The cold weather might seem like a deterrent to winter stargazing but it can actually be quite enjoyable and rewarding with just a little preparation. Before going outside, check out the locations of the objects you want to observe. That will help you find them quickly and easily. Star dome charts and star maps are readily available online, or you can get night sky software that allows you to customize the view for your location and time.

Also, remember the first rule of observing: Make yourself comfortable! Plenty of warm clothing (especially thin, warm gloves for handling cold metal binoculars or telescope eyepieces). Occasional breaks for hot cocoa (Earl Grey works for me!). A red-filtered flashlight for reading charts outside. And position your viewing spot so that bright lights are blocked by trees, buildings, etc.

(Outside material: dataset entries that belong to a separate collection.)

//! # Message Dispatcher
//!
//! Resolves a topic to its handler and runs it behind an isolation boundary.
//! Nothing a handler does (decode error, delivery error, panic) reaches the
//! consumer loop; each dispatch ends in exactly one log entry describing its
//! outcome.

use crate::handlers::{HandleOutcome, HandlerError};
use crate::registry::HandlerRegistry;
use dashmap::DashMap;
use futures::FutureExt;
use std::any::Any;
use std::panic::AssertUnwindSafe;
use std::sync::Arc;
use tracing::{error, info, warn};

/// How a single dispatch ended
#[derive(Debug, Clone, Copy, PartialEq, Eq)]
pub enum DispatchOutcome {
    Handled(HandleOutcome),
    /// No handler registered for the topic
    NoHandler,
    /// Payload could not be decoded; message dropped
    Dropped,
    /// Handler returned an error
    Failed,
    /// Handler panicked
    Panicked,
}

/// Per-topic dispatch counters
#[derive(Debug, Clone, Copy, Default, PartialEq, Eq)]
pub struct TopicStats {
    pub handled: u64,
    pub no_handler: u64,
    pub dropped: u64,
    pub failed: u64,
    pub panicked: u64,
}

impl TopicStats {
    pub fn total(&self) -> u64 {
        self.handled + self.no_handler + self.dropped + self.failed + self.panicked
    }

    fn record(&mut self, outcome: &DispatchOutcome) {
        match outcome {
            DispatchOutcome::Handled(_) => self.handled += 1,
            DispatchOutcome::NoHandler => self.no_handler += 1,
            DispatchOutcome::Dropped => self.dropped += 1,
            DispatchOutcome::Failed => self.failed += 1,
            DispatchOutcome::Panicked => self.panicked += 1,
        }
    }
}

pub struct MessageDispatcher {
    registry: Arc<HandlerRegistry>,
    stats: DashMap<String, TopicStats>,
}

impl std::fmt::Debug for MessageDispatcher {
    fn fmt(&self, f: &mut std::fmt::Formatter<'_>) -> std::fmt::Result {
        f.debug_struct("MessageDispatcher")
            .field("registry", &self.registry)
            .field("tracked_topics", &self.stats.len())
            .finish()
    }
}

impl MessageDispatcher {
    pub fn new(registry: Arc<HandlerRegistry>) -> Self {
        Self {
            registry,
            stats: DashMap::new(),
        }
    }

    pub fn registry(&self) -> &HandlerRegistry {
        &self.registry
    }

    /// Dispatch one message. Never fails and never panics outward.
    pub async fn dispatch(&self, topic: &str, payload: &[u8]) -> DispatchOutcome {
        let outcome = match self.registry.resolve(topic) {
            None => {
                warn!(topic = %topic, "No handler registered for topic, message ignored");
                DispatchOutcome::NoHandler
            }
            Some(handler) => {
                let result = AssertUnwindSafe(handler.handle(payload))
                    .catch_unwind()
                    .await;

                match result {
                    Ok(Ok(handled)) => {
                        info!(
                            topic = %topic,
                            handler = handler.name(),
                            outcome = ?handled,
                            "Message handled"
                        );
                        DispatchOutcome::Handled(handled)
                    }
                    Ok(Err(HandlerError::Decode { event, source })) => {
                        warn!(
                            topic = %topic,
                            handler = handler.name(),
                            event = event,
                            error = %source,
                            "Dropping message that failed to decode"
                        );
                        DispatchOutcome::Dropped
                    }
                    Ok(Err(e)) => {
                        error!(
                            topic = %topic,
                            handler = handler.name(),
                            error = %e,
                            "Handler failed"
                        );
                        DispatchOutcome::Failed
                    }
                    Err(panic) => {
                        error!(
                            topic = %topic,
                            handler = handler.name(),
                            panic = %panic_message(panic.as_ref()),
                            "Handler panicked"
                        );
                        DispatchOutcome::Panicked
                    }
                }
            }
        };

        self.stats
            .entry(topic.to_string())
            .or_default()
            .record(&outcome);
        outcome
    }

    /// Snapshot of per-topic counters
    pub fn stats(&self) -> Vec<(String, TopicStats)> {
        let mut snapshot: Vec<(String, TopicStats)> = self
            .stats
            .iter()
            .map(|entry| (entry.key().clone(), *entry.value()))
            .collect();
        snapshot.sort_by(|a, b| a.0.cmp(&b.0));
        snapshot
    }

    pub fn topic_stats(&self, topic: &str) -> TopicStats {
        self.stats.get(topic).map(|s| *s).unwrap_or_default()
    }
}

fn panic_message(panic: &(dyn Any + Send)) -> String {
    if let Some(s) = panic.downcast_ref::<&str>() {
        (*s).to_string()
    } else if let Some(s) = panic.downcast_ref::<String>() {
        s.clone()
    } else {
        "non-string panic payload".to_string()
    }
}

Ok so now that you’re all comfy, what are your celestial rewards? The three stars of Orion’s Belt are making their appearance in the eastern sky, making for one of the best “pointers” in the winter sky. Draw them upward and to the right and you’ll find Aldebaran, the fiery orange eye of Taurus the Bull. But keep that imaginary line going still higher and you’ll find the most famous winter star cluster of all – the Pleiades (commonly known as “The Seven Sisters”). There are many legends connected to the Pleiades, but one of my favorites come from the Chippewa People called “The Seven Dancing Brothers.” We will retell this story in the show.

What are the Pleiades in actual outer space? What about Venus and Jupiter? What else is in the January sky? Come join us for “Gateway to the Stars” Saturday, Jan. 7 at 6:45 p.m. and see for yourself!

Tickets for this presentation are $1 at the ticket window or $2 online. Members are free.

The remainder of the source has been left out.